Lange starrte sie auf den Hügel, focht einen inneren Kampf mit sich aus. Es wäre so einfach und sie war so müde. Kein morgen würde es mehr geben. Und doch - wollte sie diesen einfachen Weg gehen? Oder den langen beschwerlichen, der noch vor ihr lag, sie ins Ungewisse führte?

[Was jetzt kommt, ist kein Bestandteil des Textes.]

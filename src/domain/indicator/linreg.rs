//! Ordinary least-squares line through a window of values.
//!
//! x is the bar index 0..n-1. The residual deviation is the population
//! standard deviation of (y - fitted).

use crate::domain::indicator::stddev::population_stddev;

#[derive(Debug, Clone, Copy, PartialEq)]
pub struct LinearFit {
    pub slope: f64,
    pub intercept: f64,
    pub residual_std: f64,
    len: usize,
}

impl LinearFit {
    pub fn value_at(&self, x: f64) -> f64 {
        self.slope * x + self.intercept
    }

    /// Fitted value at the last point of the window.
    pub fn latest_fitted(&self) -> f64 {
        self.value_at(self.len.saturating_sub(1) as f64)
    }
}

/// Fit a line to `values`. Needs at least two points.
pub fn fit_line(values: &[f64]) -> Option<LinearFit> {
    let n = values.len();
    if n < 2 {
        return None;
    }

    let nf = n as f64;
    let mean_x = (nf - 1.0) / 2.0;
    let mean_y = values.iter().sum::<f64>() / nf;

    let mut sxy = 0.0;
    let mut sxx = 0.0;
    for (i, &y) in values.iter().enumerate() {
        let dx = i as f64 - mean_x;
        sxy += dx * (y - mean_y);
        sxx += dx * dx;
    }

    let slope = sxy / sxx;
    let intercept = mean_y - slope * mean_x;

    let residuals: Vec<f64> = values
        .iter()
        .enumerate()
        .map(|(i, &y)| y - (slope * i as f64 + intercept))
        .collect();

    Some(LinearFit {
        slope,
        intercept,
        residual_std: population_stddev(&residuals),
        len: n,
    })
}

#[cfg(test)]
mod tests {
    use super::*;
    use approx::assert_relative_eq;

    #[test]
    fn exact_line_has_zero_residual() {
        let values: Vec<f64> = (0..20).map(|i| 10.0 + 0.5 * i as f64).collect();
        let fit = fit_line(&values).unwrap();
        assert_relative_eq!(fit.slope, 0.5, epsilon = 1e-12);
        assert_relative_eq!(fit.intercept, 10.0, epsilon = 1e-12);
        assert!(fit.residual_std < 1e-9);
        assert_relative_eq!(fit.latest_fitted(), 19.5, epsilon = 1e-9);
    }

    #[test]
    fn flat_values_zero_slope() {
        let fit = fit_line(&[7.0; 10]).unwrap();
        assert!(fit.slope.abs() < 1e-12);
        assert_relative_eq!(fit.latest_fitted(), 7.0, epsilon = 1e-12);
    }

    #[test]
    fn residual_spread_is_population_std() {
        // y = 0,2,0,2 -> best fit slope 0.4, intercept 0.4
        let fit = fit_line(&[0.0, 2.0, 0.0, 2.0]).unwrap();
        assert_relative_eq!(fit.slope, 0.4, epsilon = 1e-12);
        assert_relative_eq!(fit.intercept, 0.4, epsilon = 1e-12);
        let residuals = [-0.4, 1.2, -1.2, 0.4];
        assert_relative_eq!(
            fit.residual_std,
            population_stddev(&residuals),
            epsilon = 1e-12
        );
    }

    #[test]
    fn too_short_is_none() {
        assert!(fit_line(&[1.0]).is_none());
        assert!(fit_line(&[]).is_none());
    }
}
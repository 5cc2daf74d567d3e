//! Market data access port.

use log::debug;

use crate::domain::error::StockscopeError;
use crate::domain::market_data::{
    FinancialData, InstitutionalFlowRow, MarginBalanceRow, MarketInputs,
};
use crate::domain::ohlcv::PriceSeries;

/// Source of already-fetched inputs for one security.
///
/// Prices are mandatory; the other sources are optional and an absent source
/// is an empty collection, not an error.
pub trait MarketDataPort {
    fn load_prices(&self, code: &str) -> Result<PriceSeries, StockscopeError>;

    fn load_financials(&self, code: &str) -> Result<FinancialData, StockscopeError>;

    fn load_flows(&self, code: &str) -> Result<Vec<InstitutionalFlowRow>, StockscopeError>;

    fn load_margin(&self, code: &str) -> Result<Vec<MarginBalanceRow>, StockscopeError>;

    /// Default implementation: load every source and bundle them.
    fn load_inputs(&self, code: &str) -> Result<MarketInputs, StockscopeError> {
        let prices = self.load_prices(code)?;
        let financials = self.load_financials(code)?;
        let flows = self.load_flows(code)?;
        let margin = self.load_margin(code)?;
        debug!(
            "{code}: {} bars, {} statement rows, {} revenue rows, {} flow rows, {} margin rows",
            prices.len(),
            financials.statements.len(),
            financials.revenue.len(),
            flows.len(),
            margin.len()
        );
        Ok(MarketInputs {
            prices,
            financials,
            flows,
            margin,
        })
    }
}
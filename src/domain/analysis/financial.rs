//! Standalone quarterly statement and monthly revenue analysis.

use crate::domain::analysis::{fmt2, AnalysisResult};
use crate::domain::market_data::FinancialData;
use crate::domain::scoring::fundamental::{score_figures, FundamentalFigures};
use crate::domain::signal::Bias;

const TITLE: &str = "Quarterly Financials & Monthly Revenue";

#[derive(Debug, Clone, Copy, PartialEq, Eq, PartialOrd, Ord)]
pub enum FinancialGrade {
    D,
    C,
    B,
    A,
}

impl FinancialGrade {
    pub fn of(points: i32) -> Self {
        match points {
            p if p >= 70 => FinancialGrade::A,
            p if p >= 50 => FinancialGrade::B,
            p if p >= 30 => FinancialGrade::C,
            _ => FinancialGrade::D,
        }
    }

    fn signal(self) -> &'static str {
        match self {
            FinancialGrade::A => "Financials strong (A)",
            FinancialGrade::B => "Financials steady (B)",
            FinancialGrade::C => "Financials weak (C)",
            FinancialGrade::D => "Financials at risk (D)",
        }
    }

    fn verdict(self) -> &'static str {
        match self {
            FinancialGrade::A => "Strong fundamentals with high growth momentum",
            FinancialGrade::B => "Stable earnings, performance flat",
            FinancialGrade::C => "Growth slowing, watch for a turnaround",
            FinancialGrade::D => "Earnings declining, fundamentals weakening",
        }
    }

    fn bias(self) -> Bias {
        match self {
            FinancialGrade::A | FinancialGrade::B => Bias::Bullish,
            FinancialGrade::C => Bias::Neutral,
            FinancialGrade::D => Bias::Bearish,
        }
    }
}

fn pct_or_na(value: Option<f64>) -> String {
    value.map_or_else(|| "N/A".to_string(), |v| format!("{}%", fmt2(v)))
}

fn num_or_na(value: Option<f64>) -> String {
    value.map_or_else(|| "N/A".to_string(), fmt2)
}

pub fn analyze(data: &FinancialData) -> AnalysisResult {
    if data.is_empty() {
        return AnalysisResult::no_data(
            TITLE,
            "No financial statement or revenue data for this security",
        );
    }

    let figures = FundamentalFigures::extract(data);
    let score = score_figures(&figures);
    let grade = FinancialGrade::of(score.points);

    AnalysisResult::new(
        TITLE,
        grade.signal(),
        grade.bias(),
        format!("{} ({})", grade.verdict(), score.reasons.join(", ")),
    )
    .with("Latest EPS", num_or_na(figures.latest_eps))
    .with("EPS QoQ", format!("{}%", fmt2(figures.eps_growth_pct)))
    .with("TTM EPS", num_or_na(figures.ttm_eps))
    .with("Gross margin", pct_or_na(figures.gross_margin_pct))
    .with("Monthly revenue (100M)", num_or_na(figures.revenue_100m))
    .with("Revenue MoM", pct_or_na(figures.revenue_mom_pct))
    .with("Revenue YoY", pct_or_na(figures.revenue_yoy_pct))
    .with("Score", score.points.to_string())
}
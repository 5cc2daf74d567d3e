//! Price gap detection over the recent window.

use chrono::NaiveDate;

use crate::domain::analysis::{fmt2, AnalysisResult};
use crate::domain::ohlcv::PriceSeries;
use crate::domain::signal::Bias;

pub const GAP_LOOKBACK: usize = 120;
/// Minimum gap size as a percentage of the reference price.
pub const MIN_GAP_PCT: f64 = 0.5;
pub const GAPS_REPORTED: usize = 4;
const TITLE: &str = "Price Gaps";

#[derive(Debug, Clone, Copy, PartialEq, Eq)]
pub enum GapDirection {
    /// Today's low above yesterday's high; acts as support.
    Up,
    /// Today's high below yesterday's low; acts as resistance.
    Down,
}

impl GapDirection {
    pub fn label(self) -> &'static str {
        match self {
            GapDirection::Up => "Up gap (support)",
            GapDirection::Down => "Down gap (resistance)",
        }
    }
}

#[derive(Debug, Clone, Copy, PartialEq)]
pub struct Gap {
    pub date: NaiveDate,
    pub direction: GapDirection,
    /// Lower edge of the unfilled range.
    pub from: f64,
    /// Upper edge of the unfilled range.
    pub to: f64,
}

/// All gaps in the trailing window, newest first.
pub fn find_gaps(series: &PriceSeries) -> Vec<Gap> {
    let window = series.tail(GAP_LOOKBACK);
    let mut gaps: Vec<Gap> = window
        .windows(2)
        .filter_map(|pair| {
            let (prev, curr) = (&pair[0], &pair[1]);
            if curr.low > prev.high {
                let size = (curr.low - prev.high) / prev.high * 100.0;
                (size > MIN_GAP_PCT).then_some(Gap {
                    date: curr.date,
                    direction: GapDirection::Up,
                    from: prev.high,
                    to: curr.low,
                })
            } else if curr.high < prev.low {
                let size = (prev.low - curr.high) / prev.low * 100.0;
                (size > MIN_GAP_PCT).then_some(Gap {
                    date: curr.date,
                    direction: GapDirection::Down,
                    from: curr.high,
                    to: prev.low,
                })
            } else {
                None
            }
        })
        .collect();
    gaps.reverse();
    gaps
}

pub fn analyze(series: &PriceSeries) -> AnalysisResult {
    let Some(price) = series.latest_close() else {
        return AnalysisResult::no_data(TITLE, "No price data available");
    };

    let gaps = find_gaps(series);
    let recent: Vec<&Gap> = gaps.iter().take(GAPS_REPORTED).collect();

    let Some(newest) = recent.first() else {
        return AnalysisResult::new(
            TITLE,
            "No notable gaps",
            Bias::Neutral,
            "Recent price action is continuous, no gaps",
        );
    };

    let (signal, bias) = match newest.direction {
        GapDirection::Up => ("Bullish gap support", Bias::Bullish),
        GapDirection::Down => ("Bearish gap resistance", Bias::Bearish),
    };

    let mut result = AnalysisResult::new(
        TITLE,
        signal,
        bias,
        format!("Detected {} recent unfilled gaps", recent.len()),
    )
    .with("Price", fmt2(price));

    for (idx, gap) in recent.iter().enumerate() {
        result.push(
            format!("Gap {}", idx + 1),
            format!(
                "{} | {} | {} ~ {}",
                gap.date.format("%Y-%m-%d"),
                gap.direction.label(),
                fmt2(gap.from),
                fmt2(gap.to)
            ),
        );
    }

    result
}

Da hörte es zu schneien auf. Erstaunt blickte sie nach oben, beobachtete, wie die dichte Wolkendecke langsam aufriss, ein Stück des klaren Nachthimmels freigab. Und da sah sie ihn. Den Stern. Er leuchtete hell, schien sie zu rufen. Ein Schauer erfasste sie, fuhr ihr über den ganzen Rücken hinab. Ihre Füße setzen sich wieder in Bewegung, folgten dem Stern. Sie dachte nicht nach, tat es einfach und sie wusste, es war richtig so. Sie verließ den Weg, ging nun mitten durch den Wald, sah zwischen den Bäumen immer wieder ihren Stern aufleuchten. Noch mühsamer war nun das Vorankommen, aber sie tat es, sollte es ihr auch ihre letzten Kräfte rauben. Und endlich, als sie schon mehr kroch als noch ging, sah sie es. Warmes Licht schien aus einem der Fenster des vor ihr liegenden Hauses. Mit letzter Kraft schleppte sie sich bis zur Türe, sank auf der Schwelle nieder und schaffte es gerade noch, ihren Arm zu erheben und einmal zu klopfen.
Sie nahm noch wahr, wie sich die Türe öffnete. „Ich habe auf dich gewartet“ war das Letzte, was sie hören konnte, bevor sie in eine tiefe Ohnmacht sank mit dem Bewusstsein, an ihrem Ziel angelangt zu sein.